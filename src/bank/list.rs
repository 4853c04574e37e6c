//! Banks listing page, with the branches of each bank.

use std::{
    collections::HashMap,
    sync::{Arc, Mutex},
};

use axum::{
    extract::{FromRef, State},
    response::{IntoResponse, Response},
};
use maud::{Markup, html};
use rusqlite::Connection;

use crate::{
    AppState, Error,
    bank::{Bank, BankId, get_all_banks},
    branch::{Branch, get_all_branches},
    endpoints::{self, format_endpoint},
    html::{
        BADGE_STYLE, LINK_STYLE, PAGE_CONTAINER_STYLE, TABLE_CELL_STYLE, TABLE_HEADER_STYLE,
        TABLE_ROW_STYLE, base, edit_delete_action_links,
    },
    navigation::NavBar,
};

/// The state needed for the banks listing page.
#[derive(Debug, Clone)]
pub struct BanksPageState {
    pub db_connection: Arc<Mutex<Connection>>,
}

impl FromRef<AppState> for BanksPageState {
    fn from_ref(state: &AppState) -> Self {
        Self {
            db_connection: state.db_connection.clone(),
        }
    }
}

/// Render the banks listing page.
pub async fn get_banks_page(State(state): State<BanksPageState>) -> Result<Response, Error> {
    let connection = state
        .db_connection
        .lock()
        .inspect_err(|error| tracing::error!("could not acquire database lock: {error}"))
        .map_err(|_| Error::DatabaseLockError)?;

    let banks = get_all_banks(&connection)
        .inspect_err(|error| tracing::error!("Failed to retrieve banks: {error}"))?;
    let branches = get_all_branches(&connection)
        .inspect_err(|error| tracing::error!("Failed to retrieve branches: {error}"))?;

    let mut branches_by_bank: HashMap<BankId, Vec<Branch>> = HashMap::new();
    for branch in branches {
        branches_by_bank.entry(branch.bank_id).or_default().push(branch);
    }

    Ok(banks_view(&banks, &branches_by_bank).into_response())
}

fn banks_view(banks: &[Bank], branches_by_bank: &HashMap<BankId, Vec<Branch>>) -> Markup {
    let nav_bar = NavBar::new(endpoints::BANKS_VIEW).into_html();
    let no_branches = Vec::new();

    let content = html!(
        (nav_bar)

        main class=(PAGE_CONTAINER_STYLE)
        {
            section class="space-y-4"
            {
                header class="flex justify-between flex-wrap items-end"
                {
                    h1 class="text-xl font-bold" { "Banques" }

                    a href=(endpoints::NEW_BANK_VIEW) class=(LINK_STYLE)
                    {
                        "Nouvelle banque"
                    }
                }

                @for bank in banks {
                    (bank_card(bank, branches_by_bank.get(&bank.id).unwrap_or(&no_branches)))
                }

                @if banks.is_empty() {
                    p class="px-6 py-4 text-center text-gray-500 dark:text-gray-400"
                    {
                        "Aucune banque enregistrée. "
                        a href=(endpoints::NEW_BANK_VIEW) class=(LINK_STYLE)
                        {
                            "Ajouter la première banque"
                        }
                    }
                }
            }
        }
    );

    base("Banques", &[], &content)
}

fn bank_card(bank: &Bank, branches: &[Branch]) -> Markup {
    let edit_url = format_endpoint(endpoints::EDIT_BANK_VIEW, bank.id);
    let delete_url = format_endpoint(endpoints::BANK, bank.id);
    let new_branch_url = format_endpoint(endpoints::NEW_BRANCH_VIEW, bank.id);
    let confirm_message = format!(
        "Supprimer la banque « {} » et ses {} agence(s) ?",
        bank.name,
        branches.len()
    );

    html!(
        article
            class="rounded border border-gray-200 bg-white shadow-sm dark:border-gray-700 dark:bg-gray-800"
            data-bank-card="true"
        {
            header class="flex flex-wrap items-center justify-between gap-3 px-4 py-3"
            {
                div class="flex items-center gap-3"
                {
                    h2 class="text-lg font-semibold" { (bank.name) }

                    @if let Some(code) = &bank.code {
                        span class=(BADGE_STYLE) { (code) }
                    }
                }

                div class="flex items-center gap-4 text-sm"
                {
                    a href=(new_branch_url) class=(LINK_STYLE) { "Ajouter une agence" }

                    (edit_delete_action_links(
                        &edit_url,
                        &delete_url,
                        &confirm_message,
                        "closest [data-bank-card='true']",
                    ))
                }
            }

            div class="overflow-x-auto"
            {
                table class="w-full text-sm text-left text-gray-500 dark:text-gray-400"
                {
                    thead class=(TABLE_HEADER_STYLE)
                    {
                        tr
                        {
                            th scope="col" class=(TABLE_CELL_STYLE) { "Agence" }
                            th scope="col" class=(TABLE_CELL_STYLE) { "Adresse" }
                            th scope="col" class=(TABLE_CELL_STYLE) { "Téléphone" }
                            th scope="col" class=(TABLE_CELL_STYLE) { "Actions" }
                        }
                    }

                    tbody
                    {
                        @for branch in branches {
                            (branch_row(branch))
                        }

                        @if branches.is_empty() {
                            tr
                            {
                                td
                                    colspan="4"
                                    class="px-6 py-4 text-center text-gray-500 dark:text-gray-400"
                                {
                                    "Aucune agence."
                                }
                            }
                        }
                    }
                }
            }
        }
    )
}

fn branch_row(branch: &Branch) -> Markup {
    let edit_url = format_endpoint(endpoints::EDIT_BRANCH_VIEW, branch.id);
    let delete_url = format_endpoint(endpoints::BRANCH, branch.id);
    let confirm_message = format!("Supprimer l'agence « {} » ?", branch.name);
    let address = [branch.address.as_deref(), branch.postal_code.as_deref()]
        .into_iter()
        .flatten()
        .collect::<Vec<_>>()
        .join(", ");

    html!(
        tr class=(TABLE_ROW_STYLE)
        {
            td class=(TABLE_CELL_STYLE) { (branch.name) }
            td class=(TABLE_CELL_STYLE) { (address) }
            td class=(TABLE_CELL_STYLE) { (branch.phone.as_deref().unwrap_or_default()) }
            td class=(TABLE_CELL_STYLE)
            {
                div class="flex gap-4"
                {
                    (edit_delete_action_links(&edit_url, &delete_url, &confirm_message, "closest tr"))
                }
            }
        }
    )
}

#[cfg(test)]
mod tests {
    use std::sync::{Arc, Mutex};

    use axum::extract::State;
    use rusqlite::Connection;
    use scraper::Selector;

    use crate::{
        bank::{BankName, create_bank},
        branch::{BranchBuilder, create_branch},
        db::initialize,
        test_utils::{assert_status_ok, assert_valid_html, parse_html_document},
    };

    use super::{BanksPageState, get_banks_page};

    #[tokio::test]
    async fn lists_banks_with_their_branches() {
        let connection = Connection::open_in_memory().unwrap();
        initialize(&connection).unwrap();
        let cih = create_bank(BankName::new_unchecked("CIH"), None, &connection).unwrap();
        let bmce = create_bank(BankName::new_unchecked("BMCE"), None, &connection).unwrap();
        create_branch(BranchBuilder::new(cih.id, "Agdal"), &connection).unwrap();
        create_branch(BranchBuilder::new(cih.id, "Maârif"), &connection).unwrap();
        create_branch(BranchBuilder::new(bmce.id, "Gueliz"), &connection).unwrap();
        let state = BanksPageState {
            db_connection: Arc::new(Mutex::new(connection)),
        };

        let response = get_banks_page(State(state)).await.unwrap();

        assert_status_ok(&response);
        let html = parse_html_document(response).await;
        assert_valid_html(&html);
        let cards = html
            .select(&Selector::parse("[data-bank-card]").unwrap())
            .collect::<Vec<_>>();
        assert_eq!(cards.len(), 2);
        let row_selector = Selector::parse("tbody tr").unwrap();
        // Banks are sorted by name, so BMCE comes first.
        assert_eq!(cards[0].select(&row_selector).count(), 1);
        assert_eq!(cards[1].select(&row_selector).count(), 2);
    }

    #[tokio::test]
    async fn shows_empty_state() {
        let connection = Connection::open_in_memory().unwrap();
        initialize(&connection).unwrap();
        let state = BanksPageState {
            db_connection: Arc::new(Mutex::new(connection)),
        };

        let response = get_banks_page(State(state)).await.unwrap();

        let html = parse_html_document(response).await;
        let text = html.root_element().text().collect::<String>();
        assert!(text.contains("Aucune banque enregistrée."));
    }
}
□ □ □ □ □ □ □
#### Problem description
Only lines that contain "tracing" are needed, so copy each of them from the data.

#### Response to the exercise
        .inspect_err(|error| tracing::error!("could not acquire database lock: {error}"))
        .inspect_err(|error| tracing::error!("Failed to retrieve banks: {error}"))?;
        .inspect_err(|error| tracing::error!("Failed to retrieve branches: {error}"))?;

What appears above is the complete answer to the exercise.